I know that the derivative is 0 for all x but can somebody explain this to me. I understand derivatives but I have been having a lot of trouble here. I know that $ceil(x)=(x+1/2) - (arctan(tan(pi*(x+1/2))))/(pi)$ for all non integer x so I differentiated that on wolfram alpha https://www.wolframalpha.com/input/?i=derivative+of+(x%2B1%2F2)+-+(arctan(tan(pi(x%2B1%2F2))))%2Fpi and got $1-(csc^2(pi*x)/(cot^2(pi*x)+1)$ and using the desmos graphing calculator to graph this I got https://www.desmos.com/calculator/mmzdqg6nba which is 0 for all non-integer x. can anybody show me an easier way to solve this problem.
Asked
Active
Viewed 448 times
2
-
4if $x$ is not an integer then there is a neighborhood of $x$ where ceil($x$) is constant – J. W. Tanner Jun 23 '19 at 19:36
-
If $f=g$ on some open set containing $x$ and $g$ is differentiable, then $f'(x)=g'(x)$. – copper.hat Jun 23 '19 at 19:45
2 Answers
2
The ceiling function is piecewise constant and the derivative of a constant is zero.
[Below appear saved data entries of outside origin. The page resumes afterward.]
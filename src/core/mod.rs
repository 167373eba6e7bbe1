//! Core ledger functionality
//!
//! Blocks, transactions, the sled-backed chain and proof-of-work consensus.

pub mod block;
pub mod blockchain;
pub mod proof_of_work;
pub mod transaction;

pub use block::Block;
pub use blockchain::{Blockchain, BlockchainIterator, GENESIS_DATA};
pub use proof_of_work::{PowSettings, ProofOfWork, DEFAULT_DIFFICULTY, MAX_DIFFICULTY, MAX_NONCE};
pub use transaction::{TXInput, TXOutput, Transaction, COINBASE_OUTPUT_INDEX, SUBSIDY};
use ring::digest::{Context, SHA256};

pub fn sha256_digest(data: &[u8]) -> Vec<u8> {
    let mut context = Context::new(&SHA256);
    context.update(data);
    let digest = context.finish();
    digest.as_ref().to_vec()
}

/// Big-endian, fixed-width encoding used inside proof-of-work preimages.
pub fn encode_i64(num: i64) -> [u8; 8] {
    num.to_be_bytes()
}

#[cfg(test)]
mod tests {
    use super::*;
    use data_encoding::HEXLOWER;

    #[test]
    fn test_sha256_known_vector() {
        let digest = sha256_digest(b"abc");
        assert_eq!(
            HEXLOWER.encode(&digest),
            "ba7816bf8f01cfea414140de5dae2223b00361a396177a9cb410ff61f20015ad"
        );
    }

    #[test]
    fn test_encode_i64_is_big_endian() {
        assert_eq!(encode_i64(1), [0, 0, 0, 0, 0, 0, 0, 1]);
        assert_eq!(encode_i64(-1), [0xFF; 8]);
        assert_eq!(encode_i64(12)[7], 12);
    }
}
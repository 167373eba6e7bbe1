//! # Hashlink Ledger
//!
//! A single-node, append-only ledger: a hash-linked chain of proof-of-work
//! blocks carrying UTXO transactions, persisted in an embedded sled database.
//!
//! ## Layout
//! - `core/`: blocks, transactions, the stored chain and proof-of-work
//! - `storage/`: unspent-output queries derived by replaying the chain
//! - `config/`: database location and mining parameters
//! - `utils/`: hashing and the canonical binary encoding
//! - `cli/`: argument parsing for the binary
//!
//! Addresses are opaque strings. An input may spend an output when its unlock
//! proof equals the output's owner; there are no keys or signatures.
//!
//! ```no_run
//! use hashlink_ledger::{Blockchain, Config, Transaction, UTXOSet};
//!
//! # fn main() -> hashlink_ledger::Result<()> {
//! let config = Config::load(None)?;
//! let chain = Blockchain::create_blockchain("alice", &config)?;
//! let utxo_set = UTXOSet::new(chain.clone());
//! let tx = Transaction::new_utxo_transaction("alice", "bob", 30, &utxo_set)?;
//! chain.add_block(&[tx])?;
//! assert_eq!(utxo_set.get_balance("bob")?, 30);
//! # Ok(())
//! # }
//! ```

pub mod cli;
pub mod config;
pub mod core;
pub mod error;
pub mod storage;
pub mod utils;

#[cfg(test)]
pub mod testnet;

pub use cli::{Command, Opt};
pub use config::Config;
pub use core::{
    Block, Blockchain, BlockchainIterator, PowSettings, ProofOfWork, TXInput, TXOutput,
    Transaction, SUBSIDY,
};
pub use error::{LedgerError, Result};
pub use storage::{UTXOSet, UnspentTransaction};
pub use utils::{deserialize, serialize, sha256_digest};
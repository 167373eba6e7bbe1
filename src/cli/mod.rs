//! Command-line interface
//!
//! Argument parsing for the ledger binary.

pub mod commands;

pub use commands::{Command, Opt};
use clap::{Parser, Subcommand};
use std::path::PathBuf;

#[derive(Debug, Parser)]
#[command(name = "hashlink-ledger", about = "Single-node proof-of-work ledger")]
pub struct Opt {
    #[arg(long, global = true, help = "Path to a TOML configuration file")]
    pub config: Option<PathBuf>,
    #[command(subcommand)]
    pub command: Command,
}

#[derive(Subcommand, Debug, PartialEq, Eq)]
pub enum Command {
    #[command(name = "createchain", about = "Create a new blockchain")]
    Createchain {
        #[arg(help = "The address to send the genesis subsidy to")]
        address: String,
    },
    #[command(name = "getbalance", about = "Get the balance of an address")]
    GetBalance {
        #[arg(help = "The address to query")]
        address: String,
    },
    #[command(name = "send", about = "Send value between addresses")]
    Send {
        #[arg(help = "Source address")]
        from: String,
        #[arg(help = "Destination address")]
        to: String,
        #[arg(help = "Amount to send")]
        amount: u64,
    },
    #[command(name = "printchain", about = "Print all blocks in the blockchain")]
    Printchain,
    #[command(name = "verifychain", about = "Check proof-of-work of every block")]
    Verifychain,
}
use crate::core::{PowSettings, ProofOfWork, Transaction};
use crate::error::{LedgerError, Result};
use crate::utils::{deserialize, serialize, sha256_digest};
use data_encoding::HEXLOWER;
use log::info;
use serde::{Deserialize, Serialize};

// Field order is the stored layout: hash, transactions, prev hash, nonce.
#[derive(
    Debug, Clone, PartialEq, Eq, Serialize, Deserialize, bincode::Encode, bincode::Decode,
)]
pub struct Block {
    hash: Vec<u8>,
    transactions: Vec<Transaction>,
    pre_block_hash: Vec<u8>, // empty for genesis
    nonce: i64,
}

impl Block {
    pub fn new_block(
        pre_block_hash: Vec<u8>,
        transactions: &[Transaction],
        settings: PowSettings,
    ) -> Result<Block> {
        if transactions.is_empty() {
            return Err(LedgerError::InvalidBlock(
                "Block must contain at least one transaction".to_string(),
            ));
        }

        let mut block = Block {
            hash: vec![],
            transactions: transactions.to_vec(),
            pre_block_hash,
            nonce: 0,
        };

        let pow = ProofOfWork::new_proof_of_work(&block, settings);
        let (nonce, hash) = pow.run()?;
        block.nonce = nonce;
        block.hash = hash;
        info!(
            "Proof-of-work completed for block {} (nonce {nonce}, difficulty {})",
            HEXLOWER.encode(&block.hash),
            settings.difficulty
        );

        Ok(block)
    }

    pub fn generate_genesis_block(transaction: &Transaction, settings: PowSettings) -> Result<Block> {
        Block::new_block(vec![], &[transaction.clone()], settings)
    }

    pub fn deserialize(bytes: &[u8]) -> Result<Block> {
        deserialize::<Block>(bytes)
    }

    pub fn serialize(&self) -> Result<Vec<u8>> {
        serialize(self)
    }

    pub fn get_transactions(&self) -> &[Transaction] {
        self.transactions.as_slice()
    }

    pub fn get_pre_block_hash(&self) -> &[u8] {
        self.pre_block_hash.as_slice()
    }

    pub fn get_hash(&self) -> &[u8] {
        self.hash.as_slice()
    }

    pub fn get_hash_hex(&self) -> String {
        HEXLOWER.encode(&self.hash)
    }

    pub fn get_nonce(&self) -> i64 {
        self.nonce
    }

    pub fn is_genesis(&self) -> bool {
        self.pre_block_hash.is_empty()
    }

    /// SHA-256 over the concatenated transaction ids, in block order.
    pub fn hash_transactions(&self) -> Vec<u8> {
        let mut txhashs = vec![];
        for transaction in &self.transactions {
            txhashs.extend(transaction.get_id());
        }

        sha256_digest(txhashs.as_slice())
    }

    /// Copy of this block with a different nonce (for testing only)
    #[cfg(test)]
    pub fn with_nonce(&self, nonce: i64) -> Block {
        Block {
            nonce,
            ..self.clone()
        }
    }
}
The ceiling function is discontinuous at integer values and is non-differentiable there.
0
$x\le \lceil x\rceil<x+1$.
Let $\epsilon=\min(\lceil x_0\rceil - x_0,x_0+1-\lceil x_0 \rceil$). If $x_0$ is not an integer, then $x_0<\lceil x_0\rceil, $ so $\epsilon>0$.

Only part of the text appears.